# YOUR ASSIGNMENT:
Below is some data; print it all back exactly.

*** Opening TASK MATERIAL ***

//! Log type identifiers: built-in presets and user-registered custom types

use super::style::{Modifier, Style, StyleList};
use colored::Color;
use serde::{Deserialize, Serialize};
use std::fmt;
use std::hash::{Hash, Hasher};
use std::str::FromStr;
use std::sync::atomic::{AtomicU64, Ordering};
use std::sync::Arc;

/// Output stream a log type writes to
#[derive(Debug, Clone, Copy, PartialEq, Eq, Hash, Default, Serialize, Deserialize)]
#[serde(rename_all = "lowercase")]
pub enum Stream {
    #[default]
    Stdout,
    Stderr,
}

/// Built-in log types
#[derive(Debug, Clone, Copy, PartialEq, Eq, Hash, Serialize, Deserialize)]
#[serde(rename_all = "lowercase")]
pub enum Preset {
    Info,
    Warn,
    Error,
    Debug,
    Success,
    Failure,
    Plain,
}

impl Preset {
    pub const ALL: [Preset; 7] = [
        Preset::Info,
        Preset::Warn,
        Preset::Error,
        Preset::Debug,
        Preset::Success,
        Preset::Failure,
        Preset::Plain,
    ];

    pub fn to_str(&self) -> &'static str {
        match self {
            Preset::Info => "info",
            Preset::Warn => "warn",
            Preset::Error => "error",
            Preset::Debug => "debug",
            Preset::Success => "success",
            Preset::Failure => "failure",
            Preset::Plain => "plain",
        }
    }

    pub fn default_styles(&self) -> StyleList {
        match self {
            Preset::Info => vec![Style::Foreground(Color::Blue)],
            Preset::Warn => vec![Style::Foreground(Color::Yellow)],
            Preset::Error => vec![Style::Foreground(Color::Red)],
            Preset::Debug => vec![Style::Foreground(Color::Magenta)],
            Preset::Success => vec![Style::Foreground(Color::Green)],
            Preset::Failure => vec![
                Style::Foreground(Color::Red),
                Style::Modifier(Modifier::Bold),
            ],
            Preset::Plain => vec![Style::Normal],
        }
    }

    /// Diagnostics go to stderr, regular output to stdout
    pub fn default_stream(&self) -> Stream {
        match self {
            Preset::Warn | Preset::Error | Preset::Debug | Preset::Failure => Stream::Stderr,
            Preset::Info | Preset::Success | Preset::Plain => Stream::Stdout,
        }
    }

    pub(crate) fn index(&self) -> usize {
        *self as usize
    }
}

impl fmt::Display for Preset {
    fn fmt(&self, f: &mut fmt::Formatter<'_>) -> fmt::Result {
        write!(f, "{}", self.to_str())
    }
}

impl FromStr for Preset {
    type Err = String;

    fn from_str(s: &str) -> Result<Self, Self::Err> {
        match s.to_lowercase().as_str() {
            "info" => Ok(Preset::Info),
            "warn" => Ok(Preset::Warn),
            "error" => Ok(Preset::Error),
            "debug" => Ok(Preset::Debug),
            "success" => Ok(Preset::Success),
            "failure" => Ok(Preset::Failure),
            "plain" => Ok(Preset::Plain),
            _ => Err(format!("Invalid preset: '{}'", s)),
        }
    }
}

static NEXT_TOKEN_ID: AtomicU64 = AtomicU64::new(1);

/// Unique symbol naming a custom log type.
///
/// Two tokens are equal only if one is a clone of the other; the
/// description is for display and does not take part in equality.
#[derive(Debug, Clone)]
pub struct TypeToken {
    id: u64,
    description: Option<Arc<str>>,
}

impl TypeToken {
    pub fn new() -> Self {
        Self {
            id: NEXT_TOKEN_ID.fetch_add(1, Ordering::Relaxed),
            description: None,
        }
    }

    pub fn with_description(description: impl Into<String>) -> Self {
        Self {
            description: Some(Arc::from(description.into())),
            ..Self::new()
        }
    }

    pub fn description(&self) -> Option<&str> {
        self.description.as_deref()
    }
}

impl Default for TypeToken {
    fn default() -> Self {
        Self::new()
    }
}

impl PartialEq for TypeToken {
    fn eq(&self, other: &Self) -> bool {
        self.id == other.id
    }
}

impl Eq for TypeToken {}

impl Hash for TypeToken {
    fn hash<H: Hasher>(&self, state: &mut H) {
        self.id.hash(state);
    }
}

impl fmt::Display for TypeToken {
    fn fmt(&self, f: &mut fmt::Formatter<'_>) -> fmt::Result {
        match &self.description {
            Some(description) => write!(f, "{}", description),
            None => write!(f, "token#{}", self.id),
        }
    }
}

/// Key of a user-registered log type
#[derive(Debug, Clone, PartialEq, Eq, Hash)]
pub enum CustomTag {
    Name(String),
    Token(TypeToken),
}

impl fmt::Display for CustomTag {
    fn fmt(&self, f: &mut fmt::Formatter<'_>) -> fmt::Result {
        match self {
            CustomTag::Name(name) => write!(f, "{}", name),
            CustomTag::Token(token) => write!(f, "{}", token),
        }
    }
}

impl From<&str> for CustomTag {
    fn from(name: &str) -> Self {
        CustomTag::Name(name.to_string())
    }
}

impl From<String> for CustomTag {
    fn from(name: String) -> Self {
        CustomTag::Name(name)
    }
}

impl From<TypeToken> for CustomTag {
    fn from(token: TypeToken) -> Self {
        CustomTag::Token(token)
    }
}

impl From<&TypeToken> for CustomTag {
    fn from(token: &TypeToken) -> Self {
        CustomTag::Token(token.clone())
    }
}

/// A preset or a custom log type
#[derive(Debug, Clone, PartialEq, Eq, Hash)]
pub enum LogType {
    Preset(Preset),
    Custom(CustomTag),
}

impl LogType {
    pub fn is_preset(&self) -> bool {
        matches!(self, LogType::Preset(_))
    }
}

impl fmt::Display for LogType {
    fn fmt(&self, f: &mut fmt::Formatter<'_>) -> fmt::Result {
        match self {
            LogType::Preset(preset) => write!(f, "{}", preset),
            LogType::Custom(tag) => write!(f, "{}", tag),
        }
    }
}

impl From<Preset> for LogType {
    fn from(preset: Preset) -> Self {
        LogType::Preset(preset)
    }
}

/// Preset names resolve to the preset, anything else is a custom name.
impl From<&str> for LogType {
    fn from(name: &str) -> Self {
        match name.parse::<Preset>() {
            Ok(preset) => LogType::Preset(preset),
            Err(_) => LogType::Custom(CustomTag::Name(name.to_string())),
        }
    }
}

impl From<String> for LogType {
    fn from(name: String) -> Self {
        match name.parse::<Preset>() {
            Ok(preset) => LogType::Preset(preset),
            Err(_) => LogType::Custom(CustomTag::Name(name)),
        }
    }
}

impl From<CustomTag> for LogType {
    fn from(tag: CustomTag) -> Self {
        match tag {
            CustomTag::Name(name) => LogType::from(name),
            token => LogType::Custom(token),
        }
    }
}

impl From<TypeToken> for LogType {
    fn from(token: TypeToken) -> Self {
        LogType::Custom(CustomTag::Token(token))
    }
}

impl From<&TypeToken> for LogType {
    fn from(token: &TypeToken) -> Self {
        LogType::Custom(CustomTag::Token(token.clone()))
    }
}

impl From<&LogType> for LogType {
    fn from(log_type: &LogType) -> Self {
        log_type.clone()
    }
}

*** Closing TASK MATERIAL ***

# YOUR SOLUTION:
//! Log type identifiers: built-in presets and user-registered custom types

use super::style::{Modifier, Style, StyleList};
use colored::Color;
use serde::{Deserialize, Serialize};
use std::fmt;
use std::hash::{Hash, Hasher};
use std::str::FromStr;
use std::sync::atomic::{AtomicU64, Ordering};
use std::sync::Arc;

/// Output stream a log type writes to
#[derive(Debug, Clone, Copy, PartialEq, Eq, Hash, Default, Serialize, Deserialize)]
#[serde(rename_all = "lowercase")]
pub enum Stream {
    #[default]
    Stdout,
    Stderr,
}

/// Built-in log types
#[derive(Debug, Clone, Copy, PartialEq, Eq, Hash, Serialize, Deserialize)]
#[serde(rename_all = "lowercase")]
pub enum Preset {
    Info,
    Warn,
    Error,
    Debug,
    Success,
    Failure,
    Plain,
}

impl Preset {
    pub const ALL: [Preset; 7] = [
        Preset::Info,
        Preset::Warn,
        Preset::Error,
        Preset::Debug,
        Preset::Success,
        Preset::Failure,
        Preset::Plain,
    ];

    pub fn to_str(&self) -> &'static str {
        match self {
            Preset::Info => "info",
            Preset::Warn => "warn",
            Preset::Error => "error",
            Preset::Debug => "debug",
            Preset::Success => "success",
            Preset::Failure => "failure",
            Preset::Plain => "plain",
        }
    }

    pub fn default_styles(&self) -> StyleList {
        match self {
            Preset::Info => vec![Style::Foreground(Color::Blue)],
            Preset::Warn => vec![Style::Foreground(Color::Yellow)],
            Preset::Error => vec![Style::Foreground(Color::Red)],
            Preset::Debug => vec![Style::Foreground(Color::Magenta)],
            Preset::Success => vec![Style::Foreground(Color::Green)],
            Preset::Failure => vec![
                Style::Foreground(Color::Red),
                Style::Modifier(Modifier::Bold),
            ],
            Preset::Plain => vec![Style::Normal],
        }
    }

    /// Diagnostics go to stderr, regular output to stdout
    pub fn default_stream(&self) -> Stream {
        match self {
            Preset::Warn | Preset::Error | Preset::Debug | Preset::Failure => Stream::Stderr,
            Preset::Info | Preset::Success | Preset::Plain => Stream::Stdout,
        }
    }

    pub(crate) fn index(&self) -> usize {
        *self as usize
    }
}

impl fmt::Display for Preset {
    fn fmt(&self, f: &mut fmt::Formatter<'_>) -> fmt::Result {
        write!(f, "{}", self.to_str())
    }
}

impl FromStr for Preset {
    type Err = String;

    fn from_str(s: &str) -> Result<Self, Self::Err> {
        match s.to_lowercase().as_str() {
            "info" => Ok(Preset::Info),
            "warn" => Ok(Preset::Warn),
            "error" => Ok(Preset::Error),
            "debug" => Ok(Preset::Debug),
            "success" => Ok(Preset::Success),
            "failure" => Ok(Preset::Failure),
            "plain" => Ok(Preset::Plain),
            _ => Err(format!("Invalid preset: '{}'", s)),
        }
    }
}

static NEXT_TOKEN_ID: AtomicU64 = AtomicU64::new(1);

/// Unique symbol naming a custom log type.
///
/// Two tokens are equal only if one is a clone of the other; the
/// description is for display and does not take part in equality.
#[derive(Debug, Clone)]
pub struct TypeToken {
    id: u64,
    description: Option<Arc<str>>,
}

impl TypeToken {
    pub fn new() -> Self {
        Self {
            id: NEXT_TOKEN_ID.fetch_add(1, Ordering::Relaxed),
            description: None,
        }
    }

    pub fn with_description(description: impl Into<String>) -> Self {
        Self {
            description: Some(Arc::from(description.into())),
            ..Self::new()
        }
    }

    pub fn description(&self) -> Option<&str> {
        self.description.as_deref()
    }
}

impl Default for TypeToken {
    fn default() -> Self {
        Self::new()
    }
}

impl PartialEq for TypeToken {
    fn eq(&self, other: &Self) -> bool {
        self.id == other.id
    }
}

impl Eq for TypeToken {}

impl Hash for TypeToken {
    fn hash<H: Hasher>(&self, state: &mut H) {
        self.id.hash(state);
    }
}

impl fmt::Display for TypeToken {
    fn fmt(&self, f: &mut fmt::Formatter<'_>) -> fmt::Result {
        match &self.description {
            Some(description) => write!(f, "{}", description),
            None => write!(f, "token#{}", self.id),
        }
    }
}

/// Key of a user-registered log type
#[derive(Debug, Clone, PartialEq, Eq, Hash)]
pub enum CustomTag {
    Name(String),
    Token(TypeToken),
}

impl fmt::Display for CustomTag {
    fn fmt(&self, f: &mut fmt::Formatter<'_>) -> fmt::Result {
        match self {
            CustomTag::Name(name) => write!(f, "{}", name),
            CustomTag::Token(token) => write!(f, "{}", token),
        }
    }
}

impl From<&str> for CustomTag {
    fn from(name: &str) -> Self {
        CustomTag::Name(name.to_string())
    }
}

impl From<String> for CustomTag {
    fn from(name: String) -> Self {
        CustomTag::Name(name)
    }
}

impl From<TypeToken> for CustomTag {
    fn from(token: TypeToken) -> Self {
        CustomTag::Token(token)
    }
}

impl From<&TypeToken> for CustomTag {
    fn from(token: &TypeToken) -> Self {
        CustomTag::Token(token.clone())
    }
}

/// A preset or a custom log type
#[derive(Debug, Clone, PartialEq, Eq, Hash)]
pub enum LogType {
    Preset(Preset),
    Custom(CustomTag),
}

impl LogType {
    pub fn is_preset(&self) -> bool {
        matches!(self, LogType::Preset(_))
    }
}

impl fmt::Display for LogType {
    fn fmt(&self, f: &mut fmt::Formatter<'_>) -> fmt::Result {
        match self {
            LogType::Preset(preset) => write!(f, "{}", preset),
            LogType::Custom(tag) => write!(f, "{}", tag),
        }
    }
}

impl From<Preset> for LogType {
    fn from(preset: Preset) -> Self {
        LogType::Preset(preset)
    }
}

/// Preset names resolve to the preset, anything else is a custom name.
impl From<&str> for LogType {
    fn from(name: &str) -> Self {
        match name.parse::<Preset>() {
            Ok(preset) => LogType::Preset(preset),
            Err(_) => LogType::Custom(CustomTag::Name(name.to_string())),
        }
    }
}

impl From<String> for LogType {
    fn from(name: String) -> Self {
        match name.parse::<Preset>() {
            Ok(preset) => LogType::Preset(preset),
            Err(_) => LogType::Custom(CustomTag::Name(name)),
        }
    }
}

impl From<CustomTag> for LogType {
    fn from(tag: CustomTag) -> Self {
        match tag {
            CustomTag::Name(name) => LogType::from(name),
            token => LogType::Custom(token),
        }
    }
}

impl From<TypeToken> for LogType {
    fn from(token: TypeToken) -> Self {
        LogType::Custom(CustomTag::Token(token))
    }
}

impl From<&TypeToken> for LogType {
    fn from(token: &TypeToken) -> Self {
        LogType::Custom(CustomTag::Token(token.clone()))
    }
}

impl From<&LogType> for LogType {
    fn from(log_type: &LogType) -> Self {
        log_type.clone()
    }
}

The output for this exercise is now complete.